ASSIGNMENT
Find the lines below holding the word "cols" and copy each of them.

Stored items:
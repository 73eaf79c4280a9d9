//! Binary 0/1 mask with the row/column extent of its source image.
use super::traits::ImageView;
use serde::{Deserialize, Serialize};
use std::ops::Range;

#[derive(Clone, Debug, PartialEq, Eq, Serialize, Deserialize)]
pub struct BinaryMask {
    pub w: usize,
    pub h: usize,
    /// One byte per pixel, 0 or 1
    pub data: Vec<u8>,
}

impl BinaryMask {
    /// All-zero mask of size `w × h`.
    pub fn new(w: usize, h: usize) -> Self {
        Self {
            w,
            h,
            data: vec![0; w * h],
        }
    }

    #[inline]
    pub fn idx(&self, x: usize, y: usize) -> usize {
        y * self.w + x
    }

    #[inline]
    pub fn is_set(&self, x: usize, y: usize) -> bool {
        self.data[self.idx(x, y)] != 0
    }

    #[inline]
    pub fn set(&mut self, x: usize, y: usize) {
        let i = self.idx(x, y);
        self.data[i] = 1;
    }

    pub fn count_ones(&self) -> usize {
        self.data.iter().filter(|&&v| v != 0).count()
    }

    /// Number of set pixels inside the rectangle.
    pub fn count_in(&self, rows: Range<usize>, cols: Range<usize>) -> usize {
        rows.map(|y| {
            let start = self.idx(cols.start, y);
            self.data[start..start + cols.len()]
                .iter()
                .filter(|&&v| v != 0)
                .count()
        })
        .sum()
    }
}

impl ImageView for BinaryMask {
    type Pixel = u8;

    #[inline]
    fn width(&self) -> usize {
        self.w
    }
    #[inline]
    fn height(&self) -> usize {
        self.h
    }
    #[inline]
    fn channels(&self) -> usize {
        1
    }
    #[inline]
    fn row(&self, y: usize) -> &[u8] {
        let start = y * self.w;
        &self.data[start..start + self.w]
    }
}
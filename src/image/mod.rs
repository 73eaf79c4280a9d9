pub mod io;
pub mod mask;
pub mod pixels;
pub mod traits;

pub use self::mask::BinaryMask;
pub use self::pixels::PixelImage;
pub use self::traits::{ImageView, Rows};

ANSWER AREA
    pub fn count_in(&self, rows: Range<usize>, cols: Range<usize>) -> usize {
            let start = self.idx(cols.start, y);
            self.data[start..start + cols.len()]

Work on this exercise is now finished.